Friday, 19 January 2018

Wind, rain and snow outside - warm and cosy on board

Photo of Ravensdale's welcoming glow on a cold, dark night

Ravensdale's welcoming glow on a cold, dark night

Why do folk who live on the land think liveaboards must freeze in the winter?

The first thing many people seem to assume if we tell them we live on our boat is that we must get really cold when the temperatures start to drop outside.


I just don’t get it!

If someone tells you they live in a house, you don’t automatically launch into a series of questions about what type of heating they have.

But, if you live on a boat, it seems to be the first thing people want to know.
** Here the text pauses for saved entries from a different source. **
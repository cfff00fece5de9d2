// Copyright (c) 2025 Varshith Gudur. Licensed under AGPLv3.
use cyberspace_kernel::{Axis, KernelError};
use std::io;
use thiserror::Error;

#[derive(Error, Debug)]
pub enum ChainError {
    #[error("no chain named {0:?}")]
    NoSuchChain(String),

    #[error("chain {0:?} already exists")]
    ChainExists(String),

    /// The chain file exists but holds no complete record.
    #[error("chain {0:?} has no events")]
    EmptyChain(String),

    #[error("proof does not match the chain: {0}")]
    ProofMismatch(String),

    #[error("chain {label:?} is broken at line {line}: {fault}")]
    BrokenChain { label: String, line: u64, fault: String },

    #[error("invalid chain label {0:?}")]
    InvalidLabel(String),

    #[error("no saved target named {0:?}")]
    UnknownTarget(String),

    /// An axis sits on a block edge that only a taller hop can cross.
    #[error("axis {axis} cannot move under max LCA height {ceiling}; rerun with --max-lca-height {needed}")]
    NoProgress { axis: Axis, needed: u32, ceiling: u32 },

    #[error(transparent)]
    Kernel(#[from] KernelError),

    #[error("IO error: {0}")]
    Io(#[from] io::Error),

    #[error("JSON error: {0}")]
    Json(#[from] serde_json::Error),
}

pub type Result<T> = std::result::Result<T, ChainError>;
// Copyright (c) 2025 Varshith Gudur. Licensed under AGPLv3.
use cyberspace_chain::log::append_record;
use cyberspace_chain::{ChainError, ChainReceipt, ChainStore};
use cyberspace_kernel::event::{Event, EventBody, PublicKey};
use cyberspace_kernel::movement::build_movement_proof;
use cyberspace_kernel::replay::ChainFault;
use cyberspace_kernel::{Coordinate, Delta};
use std::fs;
use tempfile::TempDir;

const AUTHOR: PublicKey = PublicKey([4u8; 32]);

fn setup() -> (TempDir, ChainStore) {
    let dir = tempfile::tempdir().unwrap();
    let store = ChainStore::open(dir.path().join("chains")).unwrap();
    (dir, store)
}

fn step(store: &ChainStore, label: &str, to: Coordinate) -> Event {
    let from = store.tip(label).unwrap().coordinate().clone();
    let proof = build_movement_proof(&from, &to, 8).unwrap();
    store.append_hop(label, proof, &to, AUTHOR).unwrap()
}

#[test]
fn test_create_is_once_per_label() {
    let (_dir, store) = setup();
    let genesis = store.create_chain("main", AUTHOR, Coordinate::from_u64(1, 2, 3)).unwrap();
    assert!(genesis.is_genesis());
    assert!(matches!(
        store.create_chain("main", AUTHOR, Coordinate::origin()),
        Err(ChainError::ChainExists(label)) if label == "main"
    ));
    assert_eq!(store.tip("main").unwrap(), genesis);
    assert_eq!(store.genesis("main").unwrap(), genesis);
}

#[test]
fn test_missing_and_empty_chains() {
    let (_dir, store) = setup();
    let proof = build_movement_proof(&Coordinate::origin(), &Coordinate::from_u64(1, 0, 0), 8).unwrap();
    assert!(matches!(
        store.append_hop("ghost", proof, &Coordinate::from_u64(1, 0, 0), AUTHOR),
        Err(ChainError::NoSuchChain(_))
    ));

    fs::write(store.chain_path("hollow").unwrap(), b"").unwrap();
    assert!(matches!(store.tip("hollow"), Err(ChainError::EmptyChain(_))));

    fs::write(store.chain_path("my chain").unwrap(), b"").unwrap();
    assert!(matches!(store.tip(" my chain "), Err(ChainError::EmptyChain(label)) if label == "my_chain"));
    assert!(matches!(store.genesis("my chain"), Err(ChainError::EmptyChain(label)) if label == "my_chain"));
    assert!(matches!(store.replay_all("my chain"), Err(ChainError::EmptyChain(label)) if label == "my_chain"));
}

#[test]
fn test_append_rejects_mismatched_proofs() {
    let (_dir, store) = setup();
    store.create_chain("main", AUTHOR, Coordinate::origin()).unwrap();

    let elsewhere = build_movement_proof(&Coordinate::from_u64(5, 0, 0), &Coordinate::from_u64(6, 0, 0), 8).unwrap();
    assert!(matches!(
        store.append_hop("main", elsewhere, &Coordinate::from_u64(6, 0, 0), AUTHOR),
        Err(ChainError::ProofMismatch(_))
    ));

    let proof = build_movement_proof(&Coordinate::origin(), &Coordinate::from_u64(1, 0, 0), 8).unwrap();
    assert!(matches!(
        store.append_hop("main", proof, &Coordinate::from_u64(2, 0, 0), AUTHOR),
        Err(ChainError::ProofMismatch(_))
    ));
    assert_eq!(store.length("main").unwrap(), 1);
}

#[test]
fn test_replay_reproduces_append_sequence() {
    let (_dir, store) = setup();
    store.create_chain("main", AUTHOR, Coordinate::origin()).unwrap();
    let path = [
        Coordinate::from_u64(3, 2, 1),
        Coordinate::from_u64(3, 9, 1),
        Coordinate::from_u64(100, 9, 0),
        Coordinate::from_u64(101, 9, 0),
    ];
    let mut seen = vec![Coordinate::origin()];
    for to in &path {
        seen.push(step(&store, "main", to.clone()).coordinate().clone());
    }

    let (events, last) = store.replay_all("main").unwrap();
    let replayed: Vec<Coordinate> = events.iter().map(|e| e.coordinate().clone()).collect();
    assert_eq!(replayed, seen);
    assert_eq!(last, Coordinate::from_u64(101, 9, 0));

    let mut replay = store.replay("main").unwrap();
    assert_eq!(replay.by_ref().count(), 5);
    assert_eq!(replay.coordinate(), Some(&last));
    replay.rewind().unwrap();
    assert_eq!(replay.coordinate(), None);
    let first = replay.next().unwrap().unwrap();
    assert!(first.is_genesis());
}

#[test]
fn test_tampered_record_breaks_replay() {
    let (_dir, store) = setup();
    store.create_chain("main", AUTHOR, Coordinate::origin()).unwrap();
    step(&store, "main", Coordinate::from_u64(1, 0, 0));
    step(&store, "main", Coordinate::from_u64(2, 0, 0));

    let path = store.chain_path("main").unwrap();
    let mut events = store.read_events("main").unwrap();
    if let EventBody::Hop(hop) = &mut events[1].body {
        hop.coordinate = Coordinate::from_u64(7, 0, 0);
    }
    let rewritten: String = events.iter().map(|e| serde_json::to_string(e).unwrap() + "\n").collect();
    fs::write(&path, rewritten).unwrap();

    let err = store.replay_all("main").unwrap_err();
    assert!(matches!(err, ChainError::BrokenChain { line: 2, .. }), "{err}");

    let report = store.audit("main").unwrap();
    assert!(!report.is_clean());
    assert!(report.faults.iter().all(|f| f.line >= 2));
    assert!(report.faults.iter().any(|f| matches!(f.fault, ChainFault::IdMismatch { .. })));
    assert!(report.faults.iter().any(|f| matches!(f.fault, ChainFault::ProofOrigin { .. })));
}

#[test]
fn test_fork_is_detected() {
    let (_dir, store) = setup();
    let genesis = store.create_chain("main", AUTHOR, Coordinate::origin()).unwrap();
    step(&store, "main", Coordinate::from_u64(1, 0, 0));

    // A second hop off genesis, written behind the store's back.
    let proof = build_movement_proof(&Coordinate::origin(), &Coordinate::from_u64(0, 1, 0), 8).unwrap();
    let rival = Event::hop(AUTHOR, 99, genesis.id, genesis.id, Coordinate::from_u64(0, 1, 0), proof).unwrap();
    append_record(&store.chain_path("main").unwrap(), &rival).unwrap();

    let report = store.audit("main").unwrap();
    assert!(report
        .faults
        .iter()
        .any(|f| f.line == 3 && f.fault == ChainFault::Fork { id: rival.id, prev: genesis.id }));
    assert!(matches!(store.replay_all("main"), Err(ChainError::BrokenChain { line: 3, .. })));
}

#[test]
fn test_labels_are_listed_and_normalised() {
    let (_dir, store) = setup();
    store.create_chain("beta", AUTHOR, Coordinate::origin()).unwrap();
    store.create_chain("alpha chain", AUTHOR, Coordinate::origin()).unwrap();
    assert_eq!(store.list_labels().unwrap(), vec!["alpha_chain".to_string(), "beta".to_string()]);
    assert!(store.exists("alpha chain").unwrap());
    assert!(matches!(store.create_chain("  ", AUTHOR, Coordinate::origin()), Err(ChainError::InvalidLabel(_))));
}

#[test]
fn test_concurrent_appends_stay_linear() {
    let (_dir, store) = setup();
    store.create_chain("main", AUTHOR, Coordinate::origin()).unwrap();

    std::thread::scope(|scope| {
        for axis in 0..3u64 {
            let store = &store;
            scope.spawn(move || {
                let mut appended = 0;
                while appended < 4 {
                    let from = store.tip("main").unwrap().coordinate().clone();
                    let delta = match axis {
                        0 => Delta::from_i64(1, 0, 0),
                        1 => Delta::from_i64(0, 1, 0),
                        _ => Delta::from_i64(0, 0, 1),
                    };
                    let to = from.checked_add(&delta).unwrap();
                    let proof = build_movement_proof(&from, &to, 8).unwrap();
                    match store.append_hop("main", proof, &to, AUTHOR) {
                        Ok(_) => appended += 1,
                        Err(ChainError::ProofMismatch(_)) => continue,
                        Err(e) => panic!("unexpected error: {e}"),
                    }
                }
            });
        }
    });

    assert_eq!(store.length("main").unwrap(), 13);
    assert!(store.audit("main").unwrap().is_clean());
    assert_eq!(store.replay_all("main").unwrap().1, Coordinate::from_u64(4, 4, 4));
}

#[test]
fn test_receipt_tracks_history() {
    let (_dir, store) = setup();
    store.create_chain("main", AUTHOR, Coordinate::origin()).unwrap();
    step(&store, "main", Coordinate::from_u64(1, 1, 1));

    let first = ChainReceipt::issue(&store, "main").unwrap();
    assert_eq!(first.event_count, 2);
    assert_eq!(first.coordinate, Coordinate::from_u64(1, 1, 1));
    assert!(first.matches(&ChainReceipt::issue(&store, "main").unwrap()));

    step(&store, "main", Coordinate::from_u64(2, 1, 1));
    let second = ChainReceipt::issue(&store, "main").unwrap();
    assert!(!first.matches(&second));
    assert_eq!(second.genesis, first.genesis);
}

#[test]
fn test_append_refuses_to_follow_torn_tail() {
    let (_dir, store) = setup();
    store.create_chain("main", AUTHOR, Coordinate::origin()).unwrap();
    step(&store, "main", Coordinate::from_u64(1, 0, 0));

    let path = store.chain_path("main").unwrap();
    let mut raw = fs::read(&path).unwrap();
    raw.extend_from_slice(br#"{"id":"ab"#);
    fs::write(&path, &raw).unwrap();

    // Readers still see the two complete records.
    assert_eq!(store.tip("main").unwrap().coordinate(), &Coordinate::from_u64(1, 0, 0));

    let to = Coordinate::from_u64(2, 0, 0);
    let proof = build_movement_proof(&Coordinate::from_u64(1, 0, 0), &to, 8).unwrap();
    match store.append_hop("main", proof, &to, AUTHOR) {
        Err(ChainError::BrokenChain { label, line, .. }) => {
            assert_eq!(label, "main");
            assert_eq!(line, 3);
        }
        other => panic!("expected a refused append, got {other:?}"),
    }

    assert_eq!(fs::read(&path).unwrap(), raw);
    let (events, coordinate) = store.replay_all("main").unwrap();
    assert_eq!(events.len(), 2);
    assert_eq!(coordinate, Coordinate::from_u64(1, 0, 0));
}

#[test]
fn test_hops_above_verify_height_are_reported_not_verified() {
    let dir = tempfile::tempdir().unwrap();
    let store = ChainStore::open(dir.path().join("chains")).unwrap();
    store.create_chain("main", AUTHOR, Coordinate::origin()).unwrap();
    step(&store, "main", Coordinate::from_u64(1, 0, 0));
    let tall = step(&store, "main", Coordinate::from_u64(16, 0, 0));
    assert!(store.audit("main").unwrap().is_clean());

    let capped = ChainStore::open(dir.path().join("chains")).unwrap().with_verify_height(4);
    assert_eq!(capped.verify_height(), 4);
    let report = capped.audit("main").unwrap();
    assert_eq!(report.faults.len(), 1);
    assert_eq!(report.faults[0].line, 3);
    assert_eq!(report.faults[0].fault, ChainFault::ProofTooTall { id: tall.id, height: 5, limit: 4 });

    assert!(matches!(capped.replay_all("main"), Err(ChainError::BrokenChain { line: 3, .. })));
}
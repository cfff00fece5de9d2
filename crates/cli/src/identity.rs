// Copyright (c) 2025 Varshith Gudur. Licensed under AGPLv3.
//! Ed25519 author identities.

use anyhow::{bail, Context};
use cyberspace_chain::Identity;
use cyberspace_kernel::event::PublicKey;
use ed25519_dalek::SigningKey;

/// Fresh keypair from OS randomness.
pub fn generate_identity() -> Identity {
    let mut rng = rand::rngs::OsRng;
    identity_of(&SigningKey::generate(&mut rng))
}

/// Rebuilds an identity from a 32-byte hex secret.
pub fn load_identity(secret_hex: &str) -> anyhow::Result<Identity> {
    let raw = hex::decode(secret_hex.trim()).context("secret key is not valid hex")?;
    let Ok(secret) = <[u8; 32]>::try_from(raw.as_slice()) else {
        bail!("secret key must be 32 bytes, got {}", raw.len());
    };
    Ok(identity_of(&SigningKey::from_bytes(&secret)))
}

fn identity_of(key: &SigningKey) -> Identity {
    Identity { pubkey: PublicKey(key.verifying_key().to_bytes()), secret: hex::encode(key.to_bytes()) }
}
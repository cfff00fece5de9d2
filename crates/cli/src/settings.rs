// Copyright (c) 2025 Varshith Gudur. Licensed under AGPLv3.
//! Persisted user settings (`config.json`).

use anyhow::Context;
use cyberspace_kernel::config::DEFAULT_MAX_LCA_HEIGHT;
use serde::{Deserialize, Serialize};
use std::fs;
use std::io::Write;
use std::path::Path;
use tracing::warn;

pub const SETTINGS_FORMAT_VERSION: u32 = 1;

#[derive(Debug, Clone, PartialEq, Eq, Serialize, Deserialize)]
#[serde(default)]
pub struct Settings {
    pub version: u32,
    pub default_max_lca_height: u32,
}

impl Default for Settings {
    fn default() -> Self {
        Self { version: SETTINGS_FORMAT_VERSION, default_max_lca_height: DEFAULT_MAX_LCA_HEIGHT }
    }
}

impl Settings {
    /// Missing or unreadable settings fall back to the defaults.
    pub fn load(path: &Path) -> Self {
        let raw = match fs::read(path) {
            Ok(raw) => raw,
            Err(e) if e.kind() == std::io::ErrorKind::NotFound => return Self::default(),
            Err(e) => {
                warn!(path = %path.display(), error = %e, "cannot read settings; using defaults");
                return Self::default();
            }
        };
        match serde_json::from_slice(&raw) {
            Ok(settings) => settings,
            Err(e) => {
                warn!(path = %path.display(), error = %e, "malformed settings; using defaults");
                Self::default()
            }
        }
    }

    pub fn save(&self, path: &Path) -> anyhow::Result<()> {
        if let Some(parent) = path.parent() {
            fs::create_dir_all(parent)?;
        }
        let tmp = path.with_extension("json.tmp");
        let body = serde_json::to_vec_pretty(self)?;
        {
            let mut file = fs::File::create(&tmp).with_context(|| format!("writing {}", tmp.display()))?;
            file.write_all(&body)?;
            file.sync_all()?;
        }
        fs::rename(&tmp, path).with_context(|| format!("replacing {}", path.display()))?;
        Ok(())
    }
}

#[cfg(test)]
mod tests {
    use super::*;

    #[test]
    fn test_missing_and_malformed_fall_back() {
        let dir = tempfile::tempdir().unwrap();
        let path = dir.path().join("config.json");
        assert_eq!(Settings::load(&path), Settings::default());

        fs::write(&path, b"{not json").unwrap();
        assert_eq!(Settings::load(&path).default_max_lca_height, DEFAULT_MAX_LCA_HEIGHT);

        fs::write(&path, br#"{"default_max_lca_height": 12}"#).unwrap();
        let loaded = Settings::load(&path);
        assert_eq!(loaded.default_max_lca_height, 12);
        assert_eq!(loaded.version, SETTINGS_FORMAT_VERSION);
    }

    #[test]
    fn test_save_round_trip() {
        let dir = tempfile::tempdir().unwrap();
        let path = dir.path().join("nested").join("config.json");
        let settings = Settings { default_max_lca_height: 9, ..Settings::default() };
        settings.save(&path).unwrap();
        assert_eq!(Settings::load(&path), settings);
        assert!(!path.with_extension("json.tmp").exists());
    }
}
The questions sometimes vary, but the sentiment is the same.

“Don’t you get cold in the winter?”

“How do you keep warm?”

“Do you have heating?”

Yes, of course we have heating.

We wouldn’t have moved on board our Neptunus 133 Ravensdale at Maryport in Cumbria, UK, if we didn’t have the ability to keep ourselves warm.

The next question is likely to be about the type of heating, which is fair enough.

Actually, it’s all fair enough really. Our lifestyle is outside most people’s experience and they’re just interested to learn more.

And, to be honest, we're happy to explain how we manage to keep warm on board to anyone who genuinely wants to know more about it.

Photo of Ravensdale's super efficient Webasto heater

Ravensdale's super efficient Webasto heater

Ravensdale has a very efficient and very effective Webasto hot air diesel heating system.

Photo of Phil with the old heater

Phil with the old heater

That said, this time last year, we were in a very different situation.

The Eberspacher heating system that was onboard when we bought our 43ft seagoing cruiser packed up on January 5 -

And it took a month for the company we took it to for repairs to discover it was beyond repair and to get us a replacement. It had to be ordered from Germany and the first one sent went missing in transit.

We were very lucky that it was a particularly mild period for January/February, but it was still pretty chilly.

We got by with a couple of small electric heaters, which pushed our weekly electricity costs up from around £20 per week to £50 per week, but it made life just about bearable until the new heater was fitted -

Ravensdale’s heating system

The new system we had fitted was the Webasto Airtop Evo 55 diesel 24V, which is designed for use in trucks, vans and mobile homes.

Photo of the new Webasto heater being fitted in February 2017

The new Webasto heater being fitted in February 2017

Photo of one of the heating outlets in the saloon

One of the heating outlets in the saloon

It’s capable of providing heat at five outlets, but we currently only have four – two in the saloon, one in the dinette/galley area and one in the aft cabin (AKA our bedroom).

Photo of space heater in the bathroom

Space heater in the bathroom

We also have a 55W space heater in the en suite heads in our bedroom, which seems to do a good job at keeping the chill off as it is only a very small room.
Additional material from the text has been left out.